Humble and grounded despite reaching pinnacle
And now, he is no longer the world champion, after being ousted by Thailand's world No.17 Kunlavut Viditsarn - the same player who defeated him resoundingly in the SEA Games final - in the quarter-finals of the World Championships in Tokyo on Friday (26 August).
Eight months of being in constant spotlight, with the public following and commenting on his every result even as he tried to rework his game, the intense pressure on Loh is something few among us have ever experienced.
Being an unexpected winner of the world title, he was under no illusion that he was less prepared than the previous winners to handle his moment in the intense spotlight. He has had a target on his back at every round of every tournament, with every rival eager to beat a reigning world champion.
Yet, that easy smile never left him.

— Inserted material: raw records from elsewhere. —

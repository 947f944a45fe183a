use std::collections::HashMap;

use crate::broker::BrokerId;
use crate::import::brokers;
use crate::import::engine::TableParser;
use crate::import::model::{FatalInputError, ParseResult};
use crate::import::tickers::TickerTable;

/// Broker id -> parser. Built once and shared read-only across parses;
/// dispatch is a lookup, not a conditional cascade.
pub struct ParserRegistry {
    parsers: HashMap<BrokerId, TableParser>,
}

impl ParserRegistry {
    pub fn empty() -> ParserRegistry {
        ParserRegistry { parsers: HashMap::new() }
    }

    pub fn with_all_brokers() -> ParserRegistry {
        let mut r = ParserRegistry::empty();
        r.register(brokers::trading212::parser());
        r.register(brokers::etoro::parser());
        r.register(brokers::coinbase::parser());
        r.register(brokers::ibkr::parser());
        r.register(brokers::freetrade::parser());
        r.register(brokers::revolut::parser());
        r.register(brokers::degiro::parser());
        r.register(brokers::binance::parser());
        r.register(brokers::kraken::parser());
        r.register(brokers::webull::parser());
        r.register(brokers::generic::parser());
        r
    }

    pub fn register(&mut self, parser: TableParser) {
        self.parsers.insert(parser.id(), parser);
    }

    /// Mainly for tests simulating a partially-initialized registry.
    pub fn deregister(&mut self, id: BrokerId) -> Option<TableParser> {
        self.parsers.remove(&id)
    }

    pub fn contains(&self, id: BrokerId) -> bool {
        self.parsers.contains_key(&id)
    }

    /// `None` is the "no parser registered for this id" signal; callers
    /// decide whether that escalates to a fallback implementation.
    pub fn parse(
        &self,
        id: BrokerId,
        content: &str,
        tickers: &TickerTable,
    ) -> Option<Result<ParseResult, FatalInputError>> {
        self.parsers.get(&id).map(|p| p.parse(content, tickers))
    }
}
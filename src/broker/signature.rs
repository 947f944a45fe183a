use crate::broker::BrokerId;

/// One detection override: all `requires` header names must be present and
/// no `forbids` name may be, for the rule to claim the file.
///
/// Names are compared against lowercased, trimmed header cells.
pub struct SignatureRule {
    pub broker: BrokerId,
    pub requires: &'static [&'static str],
    pub forbids: &'static [&'static str],
}

impl SignatureRule {
    pub fn matches(&self, headers: &[String]) -> bool {
        let has = |name: &str| headers.iter().any(|h| h.as_str() == name);
        self.requires.iter().all(|r| has(r))
            && !self.forbids.iter().any(|f| has(f))
    }
}

/// Ordered override table. Evaluated top to bottom; the first full match
/// wins, so declared order IS the tie-break between overlapping signatures.
/// More specific signatures sit above weaker ones: e.g. the Revolut rule
/// (ticker + price per share + type) must precede DEGIRO's product/action
/// rule, and pair-based crypto layouts precede the stock layouts they would
/// otherwise shadow. Reorder only with sample files in hand.
pub const OVERRIDE_RULES: &[SignatureRule] = &[
    SignatureRule {
        broker: BrokerId::Etoro,
        requires: &["units", "open rate"],
        forbids: &[],
    },
    SignatureRule {
        broker: BrokerId::Coinbase,
        requires: &["transaction type", "quantity transacted"],
        forbids: &[],
    },
    SignatureRule {
        broker: BrokerId::Ibkr,
        requires: &["t.price", "proceeds"],
        forbids: &[],
    },
    SignatureRule {
        broker: BrokerId::Trading212,
        requires: &["no. of shares", "price / share"],
        forbids: &[],
    },
    SignatureRule {
        broker: BrokerId::Revolut,
        requires: &["ticker", "price per share", "type"],
        forbids: &[],
    },
    SignatureRule {
        broker: BrokerId::Kraken,
        requires: &["pair", "vol", "cost"],
        forbids: &[],
    },
    SignatureRule {
        broker: BrokerId::Binance,
        requires: &["market", "amount", "price"],
        forbids: &["pair"],
    },
    SignatureRule {
        broker: BrokerId::Freetrade,
        requires: &["stock", "quantity", "price"],
        forbids: &["product"],
    },
    SignatureRule {
        broker: BrokerId::Webull,
        requires: &["symbol", "side", "amount"],
        forbids: &[],
    },
    SignatureRule {
        broker: BrokerId::Degiro,
        requires: &["product", "action"],
        forbids: &["ticker"],
    },
];

#[cfg(test)]
mod tests {
    use super::{SignatureRule, OVERRIDE_RULES};
    use crate::broker::BrokerId;

    fn headers(hs: &[&str]) -> Vec<String> {
        hs.iter().map(|h| h.to_string()).collect()
    }

    #[test]
    fn test_rule_matching() {
        let rule = SignatureRule {
            broker: BrokerId::Degiro,
            requires: &["product", "action"],
            forbids: &["ticker"],
        };
        assert!(rule.matches(&headers(&["date", "product", "action"])));
        assert!(!rule.matches(&headers(&["date", "product"])));
        assert!(!rule.matches(&headers(&["product", "action", "ticker"])));
    }

    #[test]
    fn test_revolut_precedes_degiro() {
        let revolut_pos = OVERRIDE_RULES
            .iter()
            .position(|r| r.broker == BrokerId::Revolut)
            .unwrap();
        let degiro_pos = OVERRIDE_RULES
            .iter()
            .position(|r| r.broker == BrokerId::Degiro)
            .unwrap();
        assert!(revolut_pos < degiro_pos);
    }

    #[test]
    fn test_at_most_one_rule_per_broker() {
        let mut seen = std::collections::HashSet::new();
        for rule in OVERRIDE_RULES {
            assert!(seen.insert(rule.broker), "duplicate rule for {}", rule.broker);
            assert!(!rule.requires.is_empty());
        }
    }
}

The gung-ho attacking spirit remains evident in every match. And despite taking tough losses all year, he was back smashing winners in another tournament a week or two later.
These are signs of someone who has stayed humble and grounded despite reaching the peak of his sport. With his pop-idol looks, Loh could have sat back and watch the sponsorships and endorsements roll in. But no, he buckled down to spend more hours in training to retool his game.
He may have been a world champion, but there was never a moment when he believed he was the best in the world. Despite already writing his name into sporting history, the hard work continues on for Loh.
Even if Loh never reaches those heights of December 2021 again, he has already shown how to be a classy champion and a role model for all aspiring athletes. His attitude under the burden of the world title has been exemplary.
It shouldn't be hard to stop nit-picking on his results, and get behind this likeable young man for the rest of his badminton career.
The author has covered both Singapore and international sports for the past 19 years, and was formerly sports editor of My Paper. The views expressed are his own.